PURPOSE: This study aimed to explore the dysregulation of miR-145-5p in gastric cancer (GC) and its effects on the proliferation and cell cycle of GC cells, exploring the potential regulatory mechanism of miR-145-5p in GC. METHODS: In this study, the TCGA database combined with Microarray was used to detect differentially expressed microRNA (miRNA) in GC tissues and cells. Quantitative real-time (qRT)-PCR was used to further verify the expression of miR-145-5p in GC cells and the 41 pairs of GC tissues and adjacent tissues.
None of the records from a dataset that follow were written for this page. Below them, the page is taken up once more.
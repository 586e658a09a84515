//! Transformation module.
//!
//! This module turns export rows into a normalized report:
//! - Grouper: flat rows to per-entry section groups
//! - Aggregate: per-stage totals and metric records
//! - Profile: declarative per-indicator column tables
//! - Populate: entry building, dispatched on the indicator
//! - Rollup: metric totals per canonical category

pub mod aggregate;
pub mod grouper;
pub mod populate;
pub mod profile;
pub mod rollup;

pub use aggregate::{derive_difference, material_result, parse_number, totals, StageTotals};
pub use grouper::{group_rows, GroupColumns, Grouping, SectionGroup};
pub use populate::{populate_report, PopulateOptions};
pub use profile::{profile, IndicatorProfile};
pub use rollup::{totals_per_category, CategoryTotals};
A retrospective analysis was conducted on the correlation between miR-145-5p and the clinicopathological characteristics of patients with GC. The proliferation ability and cell cycle of AGS and MKN28 were detected by CCK-8, Edu and flow cytometry. The downstream target genes of miR-145-5p were screened by bioinformatics and further verified by the dual-luciferase reporter assay. Immunohistochemistry was used to detect the expression of SMAD5 in GC tissues. Western blot was used to detect cell cycle-related proteins that were regulated by siRNA SMAD5. RESULTS: The expression of miR-145-5p was lower in GC tissues and cells compared with adjacent tissues and GES-1, and was related to the poor prognosis of patients with GC. Overexpression of miR-145-5p inhibited the proliferation of GC cells and blocked the cell cycle from G1 phase to S phase. MiR-145-5p targeted SMAD5 to inhibit the proliferation, and arrested the G1/S phase transition of GC cells. Mechanistically, SMAD5 siRNA significantly reduced CCND1 protein expression, Bioinformatics databases predicted that cyclin D1 was the transcription target gene of SMAD5. Moreover, the re-expression of cyclin D1 partially reversed the cell cycle arrest that was induced by SMAD5 depletion in GC cells. CONCLUSION: Taken together, these findings reveal a novel role of the miR-145-5p/SMAD5/cyclin D1 axis in modulating cell cycle progression and cell proliferation in GC, which may provide a prognostic biomarker for GC treatment.